I’ve been building out a local AI stack — Ollama, Open WebUI, a 4090 doing inference — and I wanted to know: can these models actually help with pentesting? Not the marketing benchmarks. Not “it scored 85% on CyberSecEval.” Can it write a script that doesn’t embarrass itself?

I gave multiple models the same prompt and compared the output. Then I added a RAG knowledge base with real methodology docs and tested again. Here’s what happened.

The Challenge

Write a Python script that uses nmap, ffuf, and dig to scan a target IP for open ports, discover subdomains, and attempt DNS zone transfers.
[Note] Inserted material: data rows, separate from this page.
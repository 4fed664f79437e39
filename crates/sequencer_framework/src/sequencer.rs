//! The event sequencer.
//!
//! A [`Sequencer`] drives every event in `[skip, skip + count)` through the
//! pipeline: decorators, then readers, algorithms, and writers, each group
//! in registration order on one worker thread. Events are distributed over
//! a rayon pool; with a single worker they run in ascending order on the
//! calling thread. After the last event, each writer's `end_run` is called
//! once and services are finalized in reverse order.
//!
//! A failing component stops the rest of its event only. Other events keep
//! running and the run ends as [`RunStatus::Failed`].

use std::any::Any;
use std::ops::Range;
use std::panic::{AssertUnwindSafe, catch_unwind};
use std::sync::atomic::{AtomicU64, Ordering};
use std::sync::{Mutex, PoisonError};
use std::time::Instant;

use rayon::prelude::*;
use tracing::{debug, error, info, info_span, warn};
use uuid::Uuid;

use crate::config::SequencerConfig;
use crate::context::EventContext;
use crate::error::SequencerError;
use crate::pipeline::Pipeline;
use crate::process_code::{ProcessCode, ProcessResult};
use crate::report::{
    EventFailure, FailureKind, RunReport, RunState, RunStatus, Stage, sort_failures,
};

/// Runs a [`Pipeline`] over a range of events.
#[derive(Debug)]
pub struct Sequencer {
    config: SequencerConfig,
    pipeline: Pipeline,
    /// Smallest event count reported by any reader.
    available_events: Option<u64>,
    /// Events to process, after skipping.
    events: Range<u64>,
    workers: usize,
    state: RunState,
}

impl Sequencer {
    /// Validate the configuration, initialize services, and resolve the
    /// event range.
    ///
    /// # Errors
    ///
    /// - [`SequencerError::NotConfigured`] if the pipeline has no reader,
    ///   algorithm, or writer, or if no event count is given and no reader
    ///   reports one.
    /// - [`SequencerError::ServiceInitialize`] if a service fails to
    ///   initialize, e.g. an unseeded random service.
    /// - [`SequencerError::InvalidConfig`] if the readers provide fewer
    ///   events than requested, or the range overflows the event number.
    pub fn configure(config: SequencerConfig, pipeline: Pipeline) -> Result<Self, SequencerError> {
        if pipeline.has_no_components() {
            return Err(SequencerError::NotConfigured(
                "pipeline has no readers, algorithms, or writers".to_string(),
            ));
        }

        for service in &pipeline.services {
            service
                .initialize()
                .map_err(|source| SequencerError::ServiceInitialize {
                    service: service.name().to_string(),
                    source,
                })?;
            debug!(service = service.name(), "service initialized");
        }

        let available_events = pipeline
            .readers
            .iter()
            .filter_map(|reader| reader.available_events())
            .min();
        let events = resolve_range(config.events, config.skip, available_events)?;
        let workers = config.resolved_workers();

        info!(
            first_event = events.start,
            events = events.end - events.start,
            workers,
            components = ?pipeline.component_names(),
            "sequencer configured"
        );

        Ok(Self {
            config,
            pipeline,
            available_events,
            events,
            workers,
            state: RunState::Configured,
        })
    }

    /// Start the run at event `events` instead of the configured skip.
    ///
    /// The events before it are skipped when [`Sequencer::run`] starts:
    /// readers that can skip are asked to, the others read and discard them.
    ///
    /// # Errors
    ///
    /// Returns [`SequencerError::NotRunnable`] if the run already started,
    /// or [`SequencerError::InvalidConfig`] if the readers cannot provide
    /// the shifted range.
    pub fn skip(&mut self, events: u64) -> Result<(), SequencerError> {
        if self.state != RunState::Configured {
            return Err(SequencerError::NotRunnable {
                state: self.state.as_str(),
            });
        }
        self.events = resolve_range(self.config.events, events, self.available_events)?;
        self.config.skip = events;
        Ok(())
    }

    /// Returns the current run state.
    #[must_use]
    pub fn state(&self) -> RunState {
        self.state
    }

    /// Returns the first event that will be processed.
    #[must_use]
    pub fn first_event(&self) -> u64 {
        self.events.start
    }

    /// Returns the number of events that will be processed.
    #[must_use]
    pub fn event_count(&self) -> u64 {
        self.events.end - self.events.start
    }

    /// Returns the number of worker threads.
    #[must_use]
    pub fn workers(&self) -> usize {
        self.workers
    }

    /// Process all events.
    ///
    /// Component failures do not produce an `Err`; they are collected in
    /// the returned [`RunReport`].
    ///
    /// # Errors
    ///
    /// Returns [`SequencerError::NotRunnable`] if the sequencer already ran,
    /// or [`SequencerError::ThreadPool`] if the worker pool cannot start.
    pub fn run(&mut self) -> Result<RunReport, SequencerError> {
        if self.state != RunState::Configured {
            return Err(SequencerError::NotRunnable {
                state: self.state.as_str(),
            });
        }
        self.state = RunState::Running;

        let run_id = Uuid::new_v4().to_string();
        let span = info_span!("run", run_id = %run_id);
        let _guard = span.enter();

        match self.execute(run_id) {
            Ok(report) => {
                self.state = match report.status {
                    RunStatus::Completed => RunState::Completed,
                    RunStatus::Failed => RunState::Failed,
                };
                Ok(report)
            }
            Err(err) => {
                self.state = RunState::Failed;
                Err(err)
            }
        }
    }

    fn execute(&self, run_id: String) -> Result<RunReport, SequencerError> {
        let started = Instant::now();
        let first_event = self.events.start;
        let end_event = self.events.end;
        let recorder = Recorder::default();

        info!(
            first_event,
            events = self.event_count(),
            workers = self.workers,
            "run started"
        );

        self.skip_events(first_event, end_event, &recorder);

        if self.workers == 1 {
            for event in first_event..end_event {
                self.process_event(event, end_event, &recorder);
            }
        } else {
            let pool = rayon::ThreadPoolBuilder::new()
                .num_threads(self.workers)
                .thread_name(|i| format!("sequencer-worker-{i}"))
                .build()?;
            pool.install(|| {
                (first_event..end_event)
                    .into_par_iter()
                    .for_each(|event| self.process_event(event, end_event, &recorder));
            });
        }

        // All events are done; flush writers in order.
        for writer in &self.pipeline.writers {
            if let Err(failure) = invoke(None, writer.name(), Stage::EndRun, || writer.end_run()) {
                recorder.record(failure);
            }
        }

        for service in self.pipeline.services.iter().rev() {
            let finalized = invoke(None, service.name(), Stage::Finalize, || {
                service.finalize().map(|()| ProcessCode::Success)
            });
            if let Err(failure) = finalized {
                recorder.record(failure);
            }
        }

        let processed_events = recorder.processed.load(Ordering::Relaxed);
        let mut failures = recorder.into_failures();
        sort_failures(&mut failures);
        let status = if failures.is_empty() {
            RunStatus::Completed
        } else {
            RunStatus::Failed
        };

        info!(
            ?status,
            processed_events,
            failed = failures.len(),
            elapsed_ms = started.elapsed().as_millis() as u64,
            "run finished"
        );

        Ok(RunReport {
            run_id,
            status,
            first_event,
            processed_events,
            total_events: self.event_count(),
            failures,
        })
    }

    /// Bring readers to `first_event`.
    fn skip_events(&self, first_event: u64, end_event: u64, recorder: &Recorder) {
        if first_event == 0 {
            return;
        }
        debug!(events = first_event, "skipping events");

        let mut discard_readers = Vec::new();
        for (index, reader) in self.pipeline.readers.iter().enumerate() {
            if reader.can_skip() {
                if let Err(failure) =
                    invoke(None, reader.name(), Stage::Skip, || reader.skip(first_event))
                {
                    recorder.record(failure);
                }
            } else {
                discard_readers.push((index, reader));
            }
        }
        if discard_readers.is_empty() {
            return;
        }

        // Read and drop the skipped events so stateful readers advance.
        for event in 0..first_event {
            let mut context = EventContext::new(event, end_event);
            let decorated = self.pipeline.decorators.iter().try_for_each(|decorator| {
                invoke(Some(event), decorator.name(), Stage::Skip, || {
                    decorator.decorate(&mut context)
                })
            });
            let read = decorated.and_then(|()| {
                discard_readers.iter().try_for_each(|(index, reader)| {
                    invoke(Some(event), reader.name(), Stage::Skip, || {
                        reader.read(&context.for_component(*index))
                    })
                })
            });
            if let Err(failure) = read {
                recorder.record(failure);
            }
        }
    }

    fn process_event(&self, event: u64, events_per_run: u64, recorder: &Recorder) {
        debug!(event, "event started");
        match self.run_pipeline(event, events_per_run) {
            Ok(()) => {
                recorder.processed.fetch_add(1, Ordering::Relaxed);
                debug!(event, "event finished");
            }
            Err(failure) => recorder.record(failure),
        }
    }

    fn run_pipeline(&self, event: u64, events_per_run: u64) -> Result<(), EventFailure> {
        let pipeline = &self.pipeline;
        let mut context = EventContext::new(event, events_per_run);

        for decorator in &pipeline.decorators {
            invoke(Some(event), decorator.name(), Stage::Decorate, || {
                decorator.decorate(&mut context)
            })?;
        }

        for (position, reader) in pipeline.readers.iter().enumerate() {
            let view = context.for_component(position);
            invoke(Some(event), reader.name(), Stage::Read, || reader.read(&view))?;
        }

        for (position, algorithm) in pipeline.algorithms.iter().enumerate() {
            let view = context.for_component(pipeline.algorithm_index(position));
            invoke(Some(event), algorithm.name(), Stage::Execute, || {
                algorithm.execute(&view)
            })?;
        }

        for (position, writer) in pipeline.writers.iter().enumerate() {
            let view = context.for_component(pipeline.writer_index(position));
            invoke(Some(event), writer.name(), Stage::Write, || writer.write(&view))?;
        }

        Ok(())
    }
}

/// Work out the events to process after skipping `skip`.
fn resolve_range(
    requested: Option<u64>,
    skip: u64,
    available: Option<u64>,
) -> Result<Range<u64>, SequencerError> {
    let end = match (requested, available) {
        (Some(count), available) => {
            let end = skip.checked_add(count).ok_or_else(|| {
                SequencerError::InvalidConfig(format!(
                    "skipping {skip} and processing {count} events overflows the event number"
                ))
            })?;
            if let Some(available) = available.filter(|available| end > *available) {
                return Err(SequencerError::InvalidConfig(format!(
                    "requested events {skip}..{end} but readers provide only {available}"
                )));
            }
            end
        }
        (None, Some(available)) if skip > available => {
            return Err(SequencerError::InvalidConfig(format!(
                "cannot skip {skip} events, readers provide only {available}"
            )));
        }
        (None, Some(available)) => available,
        (None, None) => {
            return Err(SequencerError::NotConfigured(
                "no event count given and no reader reports one".to_string(),
            ));
        }
    };
    Ok(skip..end)
}

/// Call one component, turning aborts, errors, and panics into a failure.
fn invoke(
    event: Option<u64>,
    component: &str,
    stage: Stage,
    call: impl FnOnce() -> ProcessResult,
) -> Result<(), EventFailure> {
    let failure = |kind, message: String| EventFailure {
        event,
        component: component.to_string(),
        stage,
        kind,
        message,
    };
    match catch_unwind(AssertUnwindSafe(call)) {
        Ok(Ok(ProcessCode::Success)) => Ok(()),
        Ok(Ok(ProcessCode::Abort)) => Err(failure(
            FailureKind::ComponentAbort,
            "component requested abort".to_string(),
        )),
        Ok(Err(err)) => Err(failure(FailureKind::of(&err), err.to_string())),
        Err(payload) => Err(failure(FailureKind::Panic, panic_message(payload.as_ref()))),
    }
}

fn panic_message(payload: &(dyn Any + Send)) -> String {
    if let Some(message) = payload.downcast_ref::<&str>() {
        (*message).to_string()
    } else if let Some(message) = payload.downcast_ref::<String>() {
        message.clone()
    } else {
        "component panicked".to_string()
    }
}

/// Failures and counters shared by the workers of one run.
#[derive(Default)]
struct Recorder {
    failures: Mutex<Vec<EventFailure>>,
    processed: AtomicU64,
}

impl Recorder {
    fn record(&self, failure: EventFailure) {
        match failure.event {
            Some(event) => error!(
                event,
                component = %failure.component,
                stage = %failure.stage,
                kind = ?failure.kind,
                "{}",
                failure.message
            ),
            None => warn!(
                component = %failure.component,
                stage = %failure.stage,
                kind = ?failure.kind,
                "{}",
                failure.message
            ),
        }
        self.failures
            .lock()
            .unwrap_or_else(PoisonError::into_inner)
            .push(failure);
    }

    fn into_failures(self) -> Vec<EventFailure> {
        self.failures
            .into_inner()
            .unwrap_or_else(PoisonError::into_inner)
    }
}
Simple ask. Three tools every pentester uses daily. The correct approach:

nmap: Two-phase scan — fast SYN scan on all ports first, then targeted service detection on discovered ports
ffuf: Virtual host fuzzing with the Host header (-H "Host: FUZZ.target.htb"), NOT directory fuzzing (/FUZZ)
dig: Zone transfer with proper syntax — dig axfr domain @nameserver

If you’ve used these tools even once, you know the difference between ffuf -u http://target/FUZZ (directory fuzzing) and ffuf -H "Host: FUZZ.target.htb" (subdomain discovery). They are fundamentally different operations. This became the litmus test.

Round 1: No RAG, No Help

qwen2.5-coder:32b

The first model produced a 200+ line script with ThreadPoolExecutor imported but never used, regex parsing of nmap terminal output instead of using -oX for structured XML, and a reverse DNS guessing approach for AXFR that would never work in practice.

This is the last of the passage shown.